Mickey’s cough changed to a whistle, then to a sob, as he tried to force his lungs to inhale. Joe knelt and held him in his arms, arching Mickey’s back to help him get some air.
“All right, Waboos? All right, Cousin?”
The intake of air blended with moaning of the leafless elm that swayed in the night wind, weaving shadows around the four.
Louis let go of McGoun. “Let’s get him out of here.” He put one arm around Mickey’s waist and with the other held Mickey’s hand across his own shoulders. Joe did the same.
McGoun rolled to his stomach and rose to his hands and knees, then to stand on two feet. He coughed, hawked, spit. “Wha’ kinda Indians are youse? Minikwe daa, boys. C’mon … let’s drink,” he muttered. “Get back here … snot-nosed coward…. Louis, ask your old lady … which of those kids were mine.” His legs quivered and he abruptly sat. Surprised, he chuckled. “Help me up, boys, will you?”
Louis braced Waboos against Joe and lifted the drunk by the waist of his pants.

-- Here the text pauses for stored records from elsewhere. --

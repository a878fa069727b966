//! Configuration Module
//!
//! Environment-variable configuration for the stream sessions and binary.

mod settings;

pub use settings::{AppConfig, ConfigError, FeedSettings, ServerSettings, StreamKey};
//! Liveness Monitor
//!
//! Runs next to each session's read loop. Sends a keepalive ping on a fixed
//! interval and coordinates shutdown: when the process-wide token is
//! cancelled it waits (bounded by a grace period) for the read loop to
//! finish, then closes the socket.

use std::sync::Arc;
use std::time::Duration;

use tokio_util::sync::CancellationToken;

use super::session::DoneSignal;
use super::socket::SharedSocket;
use crate::application::ports::FrameWriter;
use crate::domain::streaming::StreamTopic;
use crate::infrastructure::metrics;

/// Shortest ping interval the monitor will run with.
pub const MIN_PING_INTERVAL: Duration = Duration::from_millis(1);

/// Configuration for liveness behavior.
#[derive(Debug, Clone, Copy, PartialEq, Eq)]
pub struct LivenessConfig {
    /// Interval between keepalive pings.
    pub ping_interval: Duration,
    /// How long shutdown waits for the read loop before closing anyway.
    pub shutdown_grace: Duration,
}

impl Default for LivenessConfig {
    fn default() -> Self {
        Self {
            ping_interval: Duration::from_secs(1),
            shutdown_grace: Duration::from_secs(1),
        }
    }
}

impl LivenessConfig {
    /// Create a new configuration with custom values.
    ///
    /// A zero ping interval is raised to [`MIN_PING_INTERVAL`].
    #[must_use]
    pub const fn new(ping_interval: Duration, shutdown_grace: Duration) -> Self {
        let ping_interval = if ping_interval.is_zero() {
            MIN_PING_INTERVAL
        } else {
            ping_interval
        };
        Self {
            ping_interval,
            shutdown_grace,
        }
    }
}

/// Why the monitor stopped.
#[derive(Debug, Clone, Copy, PartialEq, Eq)]
pub enum LivenessExit {
    /// The read loop finished on its own.
    SessionDone,
    /// Shutdown was requested and the read loop finished within the grace period.
    Shutdown,
    /// Shutdown was requested and the grace period ran out.
    GraceExpired,
    /// A ping could not be sent.
    PingFailed,
}

/// Keepalive and shutdown coordinator for one session.
pub struct LivenessMonitor<W> {
    config: LivenessConfig,
    topic: StreamTopic,
    socket: Arc<SharedSocket<W>>,
    done: DoneSignal,
    shutdown: CancellationToken,
}

impl<W: FrameWriter> LivenessMonitor<W> {
    /// Create a monitor for one session.
    #[must_use]
    pub const fn new(
        config: LivenessConfig,
        topic: StreamTopic,
        socket: Arc<SharedSocket<W>>,
        done: DoneSignal,
        shutdown: CancellationToken,
    ) -> Self {
        Self {
            config,
            topic,
            socket,
            done,
            shutdown,
        }
    }

    /// Run until the session ends, shutdown completes, or a ping fails.
    ///
    /// The socket is always closed on return.
    pub async fn run(self) -> LivenessExit {
        let period = self.config.ping_interval.max(MIN_PING_INTERVAL);
        let start = tokio::time::Instant::now() + period;
        let mut interval = tokio::time::interval_at(start, period);
        interval.set_missed_tick_behavior(tokio::time::MissedTickBehavior::Skip);

        let exit = loop {
            tokio::select! {
                biased;

                () = self.done.wait() => {
                    tracing::debug!(topic = %self.topic, "Session finished, liveness monitor stopping");
                    break LivenessExit::SessionDone;
                }
                () = self.shutdown.cancelled() => {
                    break self.await_session().await;
                }
                _ = interval.tick() => {
                    if let Err(e) = self.socket.ping().await {
                        tracing::warn!(topic = %self.topic, error = %e, "Keepalive ping failed");
                        metrics::record_ping_failure(self.topic);
                        break LivenessExit::PingFailed;
                    }
                    metrics::record_ping_sent(self.topic);
                }
            }
        };

        self.socket.close().await;
        exit
    }

    async fn await_session(&self) -> LivenessExit {
        if tokio::time::timeout(self.config.shutdown_grace, self.done.wait())
            .await
            .is_ok()
        {
            return LivenessExit::Shutdown;
        }

        tracing::warn!(
            topic = %self.topic,
            grace_ms = u64::try_from(self.config.shutdown_grace.as_millis()).unwrap_or(u64::MAX),
            "Read loop did not finish within shutdown grace period"
        );
        metrics::record_grace_expired(self.topic);
        LivenessExit::GraceExpired
    }
}

#[cfg(test)]
mod tests {
    use std::sync::atomic::{AtomicBool, AtomicUsize, Ordering};

    use async_trait::async_trait;

    use super::*;
    use crate::application::ports::TransportError;

    #[derive(Default, Clone)]
    struct Recorder {
        pings: Arc<AtomicUsize>,
        closes: Arc<AtomicUsize>,
        fail_pings: Arc<AtomicBool>,
    }

    struct RecordingWriter(Recorder);

    #[async_trait]
    impl FrameWriter for RecordingWriter {
        async fn send_ping(&mut self) -> Result<(), TransportError> {
            if self.0.fail_pings.load(Ordering::SeqCst) {
                return Err(TransportError::Closed);
            }
            self.0.pings.fetch_add(1, Ordering::SeqCst);
            Ok(())
        }

        async fn close(&mut self) -> Result<(), TransportError> {
            self.0.closes.fetch_add(1, Ordering::SeqCst);
            Ok(())
        }
    }

    fn monitor(
        recorder: &Recorder,
    ) -> (
        LivenessMonitor<RecordingWriter>,
        tokio_util::sync::DropGuard,
        DoneSignal,
        CancellationToken,
    ) {
        monitor_with(recorder, LivenessConfig::default())
    }

    fn monitor_with(
        recorder: &Recorder,
        config: LivenessConfig,
    ) -> (
        LivenessMonitor<RecordingWriter>,
        tokio_util::sync::DropGuard,
        DoneSignal,
        CancellationToken,
    ) {
        let socket = Arc::new(SharedSocket::new(RecordingWriter(recorder.clone())));
        let done = DoneSignal::new();
        let guard = done.guard();
        let shutdown = CancellationToken::new();
        let monitor = LivenessMonitor::new(
            config,
            StreamTopic::Trade,
            socket,
            done.clone(),
            shutdown.clone(),
        );
        (monitor, guard, done, shutdown)
    }

    #[test]
    fn default_config_values() {
        let config = LivenessConfig::default();
        assert_eq!(config.ping_interval, Duration::from_secs(1));
        assert_eq!(config.shutdown_grace, Duration::from_secs(1));
    }

    #[test]
    fn zero_ping_interval_is_raised() {
        let config = LivenessConfig::new(Duration::ZERO, Duration::from_secs(1));
        assert_eq!(config.ping_interval, MIN_PING_INTERVAL);
    }

    #[tokio::test(start_paused = true)]
    async fn zero_ping_interval_still_pings() {
        let recorder = Recorder::default();
        let config = LivenessConfig {
            ping_interval: Duration::ZERO,
            shutdown_grace: Duration::from_secs(1),
        };
        let (monitor, guard, _done, _shutdown) = monitor_with(&recorder, config);
        let handle = tokio::spawn(monitor.run());

        tokio::time::sleep(Duration::from_millis(10)).await;
        assert!(recorder.pings.load(Ordering::SeqCst) > 0);

        drop(guard);
        assert_eq!(handle.await.unwrap(), LivenessExit::SessionDone);
        assert_eq!(recorder.closes.load(Ordering::SeqCst), 1);
    }

    #[tokio::test(start_paused = true)]
    async fn pings_every_interval() {
        let recorder = Recorder::default();
        let (monitor, guard, _done, _shutdown) = monitor(&recorder);
        let handle = tokio::spawn(monitor.run());

        tokio::time::sleep(Duration::from_millis(3500)).await;
        assert_eq!(recorder.pings.load(Ordering::SeqCst), 3);

        drop(guard);
        assert_eq!(handle.await.unwrap(), LivenessExit::SessionDone);
        assert_eq!(recorder.closes.load(Ordering::SeqCst), 1);
    }

    #[tokio::test(start_paused = true)]
    async fn shutdown_waits_for_session() {
        let recorder = Recorder::default();
        let (monitor, guard, _done, shutdown) = monitor(&recorder);
        let handle = tokio::spawn(monitor.run());

        shutdown.cancel();
        tokio::time::sleep(Duration::from_millis(300)).await;
        assert_eq!(recorder.closes.load(Ordering::SeqCst), 0, "closed before grace ended");

        drop(guard);
        assert_eq!(handle.await.unwrap(), LivenessExit::Shutdown);
        assert_eq!(recorder.closes.load(Ordering::SeqCst), 1);
    }

    #[tokio::test(start_paused = true)]
    async fn shutdown_grace_is_bounded() {
        let recorder = Recorder::default();
        let (monitor, _guard, done, shutdown) = monitor(&recorder);
        let started = tokio::time::Instant::now();
        let handle = tokio::spawn(monitor.run());

        shutdown.cancel();
        let exit = handle.await.unwrap();

        assert_eq!(exit, LivenessExit::GraceExpired);
        assert!(started.elapsed() >= Duration::from_secs(1));
        assert!(started.elapsed() < Duration::from_millis(1100));
        assert!(!done.is_done());
        assert_eq!(recorder.closes.load(Ordering::SeqCst), 1);
    }

    #[tokio::test(start_paused = true)]
    async fn ping_failure_closes_socket() {
        let recorder = Recorder::default();
        recorder.fail_pings.store(true, Ordering::SeqCst);
        let (monitor, _guard, _done, _shutdown) = monitor(&recorder);

        assert_eq!(monitor.run().await, LivenessExit::PingFailed);
        assert_eq!(recorder.pings.load(Ordering::SeqCst), 0);
        assert_eq!(recorder.closes.load(Ordering::SeqCst), 1);
    }
}
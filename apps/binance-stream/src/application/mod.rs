//! Application Layer - Port definitions.
//!
//! Interfaces that define how the stream sessions talk to the outside
//! world.

/// Port interfaces for the message socket transport.
pub mod ports;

McGoun pivoted on his heels, waistband held from behind by Louis. “Maybe he’s mine, too,” he rasped. Louis swung him and he fell, a heap of old clothes and urine. His throat rattled, his eyes glittered and winked, black and shining as jet.
They left the prefect in the parking lot behind the Viking, under the blue-gray light of the moon, under stars that sprinkled broken glass onto the sidewalk, walking slowly away with their love and their grief.